Katie Stout Featured in Phillips House Calls

August 20th, 2020

House Calls: Katie Stout

We caught up with the Brooklyn based designer to learn more about her unique source of materials, new written projects and the future of her practice.


Brooklyn based designer Katie Stout is a graduate of the Rhode Island School of Design. Stout's work often features a diverse range of media utilizing unique techniques that unsettle utilitarian forms and function to create an experience that pushes the boundary of what is comfortable. Her work has been featured in the Museum of Contemporary Art, Santa Barbara, the Dallas Museum of Art and is in the permanent collection of the San Francisco Museum of Modern Art, Dallas Museum of Art and Museum of Arts and Design.

PHILLIPS: Is there a specific space or object within your home or studio that you draw inspiration from, or return to, when thinking about new ideas for your work?

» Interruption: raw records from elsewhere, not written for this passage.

//! Touch Target Size

use crate::snapshot::{Geometry, NodeSnapshot, Role};

/// Size verdict for one node
#[derive(Debug, Clone, Copy, PartialEq)]
pub struct TouchTarget {
    pub role: Role,
    pub geometry: Geometry,
    pub passed: bool,
}

/// Both edges must reach `min_size`; role only matters for reporting
pub fn meets_minimum(geometry: Geometry, min_size: f64) -> bool {
    geometry.width >= min_size && geometry.height >= min_size
}

pub fn classify(node: &NodeSnapshot, min_size: f64) -> TouchTarget {
    TouchTarget {
        role: node.role,
        geometry: node.geometry,
        passed: meets_minimum(node.geometry, min_size),
    }
}

/// Failures bucketed by role
#[derive(Debug, Clone, Default, PartialEq)]
pub struct TouchTargetTally {
    pub passed: usize,
    pub links: Vec<String>,
    pub buttons: Vec<String>,
    pub inputs: Vec<String>,
    pub other: Vec<String>,
}

impl TouchTargetTally {
    pub fn add(&mut self, node: &NodeSnapshot, target: TouchTarget) {
        if target.passed {
            self.passed += 1;
            return;
        }

        let text = node.text.trim();
        let text = if text.is_empty() { "[No text]".to_string() } else { crate::snapshot::truncate(text, 30) };
        let line = format!("{} - {} - {}", node.tag, text, target.geometry);

        match target.role {
            Role::Link => self.links.push(line),
            Role::Button => self.buttons.push(line),
            Role::Input => self.inputs.push(line),
            Role::Generic => self.other.push(line),
        }
    }

    pub fn failed(&self) -> usize {
        self.links.len() + self.buttons.len() + self.inputs.len() + self.other.len()
    }

    /// Failure lines grouped by role
    pub fn evidence(&self) -> Vec<String> {
        let groups = [("Links", &self.links), ("Buttons", &self.buttons), ("Inputs", &self.inputs), ("Other", &self.other)];
        let mut out = Vec::new();
        for (label, lines) in groups {
            if lines.is_empty() {
                continue;
            }
            out.push(format!("{} below minimum: {}", label, lines.len()));
            out.extend(lines.iter().cloned());
        }
        out
    }
}
//! Cycle-Aware Focus Walker
//!
//! Walks a tab order that cannot be enumerated up front. Each step reads the
//! focused node, stops if that node was already seen, and otherwise records it
//! and shifts focus. The walk ends on the first repeat or when the step budget
//! runs out. The budget counts shifts, so the read that closes a cycle is free.

use std::collections::HashSet;

use crate::host::{Direction, FocusHost, HostError};
use crate::session::Session;
use crate::snapshot::{NodeIdentity, NodeSnapshot};

/// Mutable state of one walk
#[derive(Debug, Clone)]
pub struct WalkState {
    visited: Vec<NodeIdentity>,
    index: HashSet<NodeIdentity>,
    direction: Direction,
    step_budget: usize,
}

impl WalkState {
    pub fn new(direction: Direction, step_budget: usize) -> Self {
        Self {
            visited: Vec::new(),
            index: HashSet::new(),
            direction,
            step_budget,
        }
    }

    /// Mark an identity as already visited. Returns false if it was present.
    pub fn seed(&mut self, identity: NodeIdentity) -> bool {
        if !self.index.insert(identity.clone()) {
            return false;
        }
        self.visited.push(identity);
        true
    }

    pub fn contains(&self, identity: &NodeIdentity) -> bool {
        self.index.contains(identity)
    }

    /// Visited identities in discovery order
    pub fn visited(&self) -> &[NodeIdentity] {
        &self.visited
    }

    pub fn last(&self) -> Option<&NodeIdentity> {
        self.visited.last()
    }

    pub fn direction(&self) -> Direction {
        self.direction
    }

    pub fn remaining(&self) -> usize {
        self.step_budget
    }

    fn spend(&mut self) {
        self.step_budget = self.step_budget.saturating_sub(1);
    }
}

/// Result of one single-read step
#[derive(Debug, Clone, PartialEq)]
pub enum Step {
    /// New node recorded; focus has been shifted past it
    Visited(NodeSnapshot),
    /// The focused node was seen before; focus was not shifted
    Closed(NodeSnapshot),
    /// The read hit a stale handle; focus was shifted anyway
    Skipped,
    /// No budget left
    Exhausted,
}

impl Step {
    pub fn closed_cycle(&self) -> bool {
        matches!(self, Self::Closed(_))
    }
}

/// Result of one before/after step
#[derive(Debug, Clone, PartialEq)]
pub enum PairStep {
    /// Focus was shifted once between the two reads
    Pair { before: NodeSnapshot, after: NodeSnapshot },
    Closed(NodeSnapshot),
    Skipped,
    Exhausted,
}

/// How a walk ended
#[derive(Debug, Clone, Copy, PartialEq, Eq)]
pub enum Termination {
    /// The focused node repeated after `steps` shifts
    CycleClosed { steps: usize },
    /// The budget ran out after `steps` shifts without a repeat
    BudgetExhausted { steps: usize },
}

impl Termination {
    pub fn steps(&self) -> usize {
        match self {
            Self::CycleClosed { steps } | Self::BudgetExhausted { steps } => *steps,
        }
    }
}

/// A completed walk
#[derive(Debug, Clone)]
pub struct Walk {
    /// Snapshots of every visited node, in discovery order
    pub stops: Vec<NodeSnapshot>,
    /// Stale reads that were skipped
    pub skipped: usize,
    pub termination: Termination,
}

/// Focus walker owning one [`WalkState`]
#[derive(Debug, Clone)]
pub struct CycleAwareWalker {
    state: WalkState,
    steps: usize,
}

impl CycleAwareWalker {
    pub fn new(direction: Direction, step_budget: usize) -> Self {
        Self::with_state(WalkState::new(direction, step_budget))
    }

    /// Start from a pre-seeded state
    pub fn with_state(state: WalkState) -> Self {
        Self { state, steps: 0 }
    }

    pub fn state(&self) -> &WalkState {
        &self.state
    }

    /// Shifts issued so far
    pub fn steps(&self) -> usize {
        self.steps
    }

    /// Read the focused node; record it and shift, or report the cycle closed
    pub async fn step<H: FocusHost>(&mut self, session: &mut Session<H>) -> Result<Step, HostError> {
        let node = match session.active().await {
            Ok(node) => node,
            Err(e) if e.is_stale() => {
                let exhausted = self.skip(session, e).await?;
                return Ok(if exhausted { Step::Exhausted } else { Step::Skipped });
            }
            Err(e) => return Err(e),
        };

        if self.state.contains(&node.identity) {
            tracing::debug!("Step {}: {} already visited, cycle closed", self.steps, node.identity);
            return Ok(Step::Closed(node));
        }
        if self.state.remaining() == 0 {
            return Ok(Step::Exhausted);
        }

        self.state.seed(node.identity.clone());
        self.advance(session).await?;
        Ok(Step::Visited(node))
    }

    /// Read, shift, read again. A repeat of the node visited last is a hold
    /// (focus did not move) rather than a closed cycle.
    pub async fn step_pair<H: FocusHost>(
        &mut self,
        session: &mut Session<H>,
    ) -> Result<PairStep, HostError> {
        let before = match session.active().await {
            Ok(node) => node,
            Err(e) if e.is_stale() => {
                let exhausted = self.skip(session, e).await?;
                return Ok(if exhausted { PairStep::Exhausted } else { PairStep::Skipped });
            }
            Err(e) => return Err(e),
        };

        let held = self.state.last() == Some(&before.identity);
        if !held && self.state.contains(&before.identity) {
            tracing::debug!("Step {}: {} already visited, cycle closed", self.steps, before.identity);
            return Ok(PairStep::Closed(before));
        }
        if self.state.remaining() == 0 {
            return Ok(PairStep::Exhausted);
        }
        if !held {
            self.state.seed(before.identity.clone());
        }

        self.advance(session).await?;

        match session.active().await {
            Ok(after) => Ok(PairStep::Pair { before, after }),
            Err(e) if e.is_stale() => {
                tracing::debug!("Step {}: {} after shift - skipping", self.steps, e);
                Ok(PairStep::Skipped)
            }
            Err(e) => Err(e),
        }
    }

    /// Step until the cycle closes or the budget runs out
    pub async fn walk<H: FocusHost>(mut self, session: &mut Session<H>) -> Result<Walk, HostError> {
        let mut stops = Vec::new();
        let mut skipped = 0;

        let termination = loop {
            match self.step(session).await? {
                Step::Visited(node) => stops.push(node),
                Step::Skipped => skipped += 1,
                Step::Closed(_) => break Termination::CycleClosed { steps: self.steps },
                Step::Exhausted => break Termination::BudgetExhausted { steps: self.steps },
            }
        };

        tracing::info!(
            "{} walk finished: {} unique stops, {:?}",
            self.state.direction().key_label(),
            stops.len(),
            termination
        );

        Ok(Walk { stops, skipped, termination })
    }

    /// Shift past a stale read. Returns true when no budget was left to do so.
    async fn skip<H: FocusHost>(&mut self, session: &mut Session<H>, error: HostError) -> Result<bool, HostError> {
        if self.state.remaining() == 0 {
            return Ok(true);
        }
        tracing::debug!("Step {}: {} - skipping", self.steps, error);
        self.advance(session).await?;
        Ok(false)
    }

    async fn advance<H: FocusHost>(&mut self, session: &mut Session<H>) -> Result<(), HostError> {
        self.state.spend();
        self.steps += 1;
        session.shift(self.state.direction()).await
    }
}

KATIE STOUT: When I work on new ideas I find myself drawn less to a specific object or a specific space and drawn more to pieces of many objects occupying many spaces in the shape of piles. I love scrap piles because they provide forms and compositions that are beyond what I would conceive of from a blank slate. I often use detritus for making models.

Working with trash drastically diminishes one’s choices and having to make fewer decisions is a great freedom. Even though the adage “starting is half the battle” is complete farce, using a found object or scrap makes the pieces starts itself. So instead trying to have control over what the pieces is going to look like, I get to usher it into existence by figuring out how.

It’s very important to note the significance of the pile. Piles are living which makes them infinitely more inspiring and practical than anything in a container. Unlike a box, things that are in piles are immediately accessible and they organizing themselves. Ferreting through a drawer will never provide the same shameless result as ripping through a pile.

P: When deciding which materials you use in your work, what are the most important factors you consider? Are there any materials you’d like to explore next that you haven’t tried yet?

KS: I choose materials primarily based on availability, followed by it fits into the concept and function of the piece. I answered a lot of this in my trash rant above, but I like working with trash because it’s so low stakes.

I’ve mostly been working with clay (dare I say trash of the earth?) because it’s what my space is currently set up for and the more I work with it the more I discover its infinite possibilities. Also, clay provides the best scraps as it is wont to break.

In terms of exploring new materials, I have been working with Fonderia Battaglia through R & Company to make a collection of bronze pieces covered with glass and ceramic set into large bezels. I’m also working on larger wicker furniture pieces with Nina Johnson that have ceramics woven into them.

P: What challenges do you often face in your design or creative process?

KS: General physics with an emphasis on time, gravity and space. For instance, many of the ceramic pieces I make are 3 times taller than my kiln. So I build the piece, cut it apart to fire and piece it back together. Working against gravity to build a piece once takes time.. and then I do it again. I'm getting a larger kiln, which my current studio can’t accommodate, so I’m looking for a new space. But also pandemic.

P: Having to step away from your usual day to day schedule, is there a book/film/project you’ll take this opportunity to begin (or return to)?

KS: Jeff (my husband) and I have been low key working on a children’s book called Body Part Soiree. It’s about a child who’s body parts want to reunite after gradually growing apart. As you can very well imagine, the body parts put the child at odds with themselves depending on which ones want to meet. Obviously their finger and nose know each other quite well but it gets dicey when their left and right ear want to meet. Jeff has been giving the body parts really long Russian names, like in Nikolia Gogol’s short story The Nose.

The book comes with a mirror in case the child gets inspired to introduce various body parts to each other. Very productive.

P: Where is the future of your practice headed?

KS: This is the question really got me. Thinking about the future is daunting when the present is overwhelming. If it were February, I would have talked about starting a rogue Storm King sculpture garden where the pieces kind of just rot away and a delirious Martha Stewart show. There is so much to deal with right now that I’ve put most planning on hold. Instead I’ve been obsessively making vessels, which I realized after I started is because I had never been so aware of others’ or my own.

My solo exhibition, Sour Tasting Liquid, at Nina Johnson closed this past March. Since then I've continued to explore the concepts brought forth in the patch vessels, several of the works that have sprung from these ideas will be shown in an immersive group show curated by Alison Gingeras at South Etna in Montauk this Labor Day weekend. I have a solo show with R in Oct 2021, I'm looking for a new studio, working on a public sculpture, and I'm showing a new wicker piece in a show Alice Leichtenstein is curating at Friedman Benda in January 2021.